- PROBLEM REQUIREMENTS -
Each record is to be duplicated exactly, with nothing added.

[PROVIDED ENTRIES]

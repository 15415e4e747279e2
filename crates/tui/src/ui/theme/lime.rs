//! The house palette: near-black surfaces, zinc greys and a lime accent.

use ratatui::style::Color;

use super::{
    roles::{Theme, ThemeRoles},
    theme_helpers::lighten_rgb,
};

// Zinc scale
pub const ZINC_950: Color = Color::Rgb(0x09, 0x09, 0x0B);
pub const ZINC_900: Color = Color::Rgb(0x18, 0x18, 0x1B);
pub const ZINC_800: Color = Color::Rgb(0x27, 0x27, 0x2A);
pub const ZINC_700: Color = Color::Rgb(0x3F, 0x3F, 0x46);
pub const ZINC_600: Color = Color::Rgb(0x52, 0x52, 0x5B);
pub const ZINC_500: Color = Color::Rgb(0x71, 0x71, 0x7A);
pub const ZINC_400: Color = Color::Rgb(0xA1, 0xA1, 0xAA);
pub const ZINC_300: Color = Color::Rgb(0xD4, 0xD4, 0xD8);
pub const WHITE: Color = Color::Rgb(0xFA, 0xFA, 0xFA);
pub const BLACK: Color = Color::Rgb(0x00, 0x00, 0x00);

// Accents
pub const LIME_400: Color = Color::Rgb(0xA3, 0xE6, 0x35);
pub const EMERALD_400: Color = Color::Rgb(0x34, 0xD3, 0x99);
pub const AMBER_400: Color = Color::Rgb(0xFB, 0xBF, 0x24);
pub const RED_400: Color = Color::Rgb(0xF8, 0x71, 0x71);

fn build_lime_roles() -> ThemeRoles {
    ThemeRoles {
        background: BLACK,
        surface: ZINC_950,
        surface_muted: ZINC_900,
        border: ZINC_800,
        divider: ZINC_900,

        text: WHITE,
        text_secondary: ZINC_300,
        text_muted: ZINC_400,

        accent_primary: LIME_400,
        accent_secondary: EMERALD_400,
        accent_subtle: ZINC_600,
        on_accent: BLACK,

        success: EMERALD_400,
        warning: AMBER_400,
        error: RED_400,

        selection_bg: ZINC_800,
        selection_fg: LIME_400,
        focus: LIME_400,

        scrollbar_track: ZINC_900,
        scrollbar_thumb: ZINC_700,
    }
}

fn build_lime_high_contrast_roles() -> ThemeRoles {
    let mut roles = build_lime_roles();
    roles.border = ZINC_600;
    roles.divider = ZINC_700;
    roles.text_secondary = WHITE;
    roles.text_muted = ZINC_300;
    roles.accent_subtle = ZINC_500;
    roles.scrollbar_thumb = lighten_rgb(roles.scrollbar_thumb, 0.30);
    roles
}

/// Default theme matching the site's dark lime look.
#[derive(Debug, Clone)]
pub struct LimeTheme {
    roles: ThemeRoles,
}

impl LimeTheme {
    pub fn new() -> Self {
        Self { roles: build_lime_roles() }
    }
}

impl Theme for LimeTheme {
    fn roles(&self) -> &ThemeRoles {
        &self.roles
    }
}

/// Lime variant with brighter borders and body copy for dim displays.
#[derive(Debug, Clone)]
pub struct LimeThemeHighContrast {
    roles: ThemeRoles,
}

impl LimeThemeHighContrast {
    pub fn new() -> Self {
        Self {
            roles: build_lime_high_contrast_roles(),
        }
    }
}

impl Theme for LimeThemeHighContrast {
    fn roles(&self) -> &ThemeRoles {
        &self.roles
    }
}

[/PROVIDED ENTRIES]

- WRITTEN RESPONSE -
repository 15415e4e747279e2
filename crates/tui/src/ui/theme/lime.rs
//! The house palette: near-black surfaces, zinc greys and a lime accent.

use ratatui::style::Color;

use super::{
    roles::{Theme, ThemeRoles},
    theme_helpers::lighten_rgb,
};

// Zinc scale
pub const ZINC_950: Color = Color::Rgb(0x09, 0x09, 0x0B);
pub const ZINC_900: Color = Color::Rgb(0x18, 0x18, 0x1B);
pub const ZINC_800: Color = Color::Rgb(0x27, 0x27, 0x2A);
pub const ZINC_700: Color = Color::Rgb(0x3F, 0x3F, 0x46);
pub const ZINC_600: Color = Color::Rgb(0x52, 0x52, 0x5B);
pub const ZINC_500: Color = Color::Rgb(0x71, 0x71, 0x7A);
pub const ZINC_400: Color = Color::Rgb(0xA1, 0xA1, 0xAA);
pub const ZINC_300: Color = Color::Rgb(0xD4, 0xD4, 0xD8);
pub const WHITE: Color = Color::Rgb(0xFA, 0xFA, 0xFA);
pub const BLACK: Color = Color::Rgb(0x00, 0x00, 0x00);

// Accents
pub const LIME_400: Color = Color::Rgb(0xA3, 0xE6, 0x35);
pub const EMERALD_400: Color = Color::Rgb(0x34, 0xD3, 0x99);
pub const AMBER_400: Color = Color::Rgb(0xFB, 0xBF, 0x24);
pub const RED_400: Color = Color::Rgb(0xF8, 0x71, 0x71);

fn build_lime_roles() -> ThemeRoles {
    ThemeRoles {
        background: BLACK,
        surface: ZINC_950,
        surface_muted: ZINC_900,
        border: ZINC_800,
        divider: ZINC_900,

        text: WHITE,
        text_secondary: ZINC_300,
        text_muted: ZINC_400,

        accent_primary: LIME_400,
        accent_secondary: EMERALD_400,
        accent_subtle: ZINC_600,
        on_accent: BLACK,

        success: EMERALD_400,
        warning: AMBER_400,
        error: RED_400,

        selection_bg: ZINC_800,
        selection_fg: LIME_400,
        focus: LIME_400,

        scrollbar_track: ZINC_900,
        scrollbar_thumb: ZINC_700,
    }
}

fn build_lime_high_contrast_roles() -> ThemeRoles {
    let mut roles = build_lime_roles();
    roles.border = ZINC_600;
    roles.divider = ZINC_700;
    roles.text_secondary = WHITE;
    roles.text_muted = ZINC_300;
    roles.accent_subtle = ZINC_500;
    roles.scrollbar_thumb = lighten_rgb(roles.scrollbar_thumb, 0.30);
    roles
}

/// Default theme matching the site's dark lime look.
#[derive(Debug, Clone)]
pub struct LimeTheme {
    roles: ThemeRoles,
}

impl LimeTheme {
    pub fn new() -> Self {
        Self { roles: build_lime_roles() }
    }
}

impl Theme for LimeTheme {
    fn roles(&self) -> &ThemeRoles {
        &self.roles
    }
}

/// Lime variant with brighter borders and body copy for dim displays.
#[derive(Debug, Clone)]
pub struct LimeThemeHighContrast {
    roles: ThemeRoles,
}

impl LimeThemeHighContrast {
    pub fn new() -> Self {
        Self {
            roles: build_lime_high_contrast_roles(),
        }
    }
}

impl Theme for LimeThemeHighContrast {
    fn roles(&self) -> &ThemeRoles {
        &self.roles
    }
}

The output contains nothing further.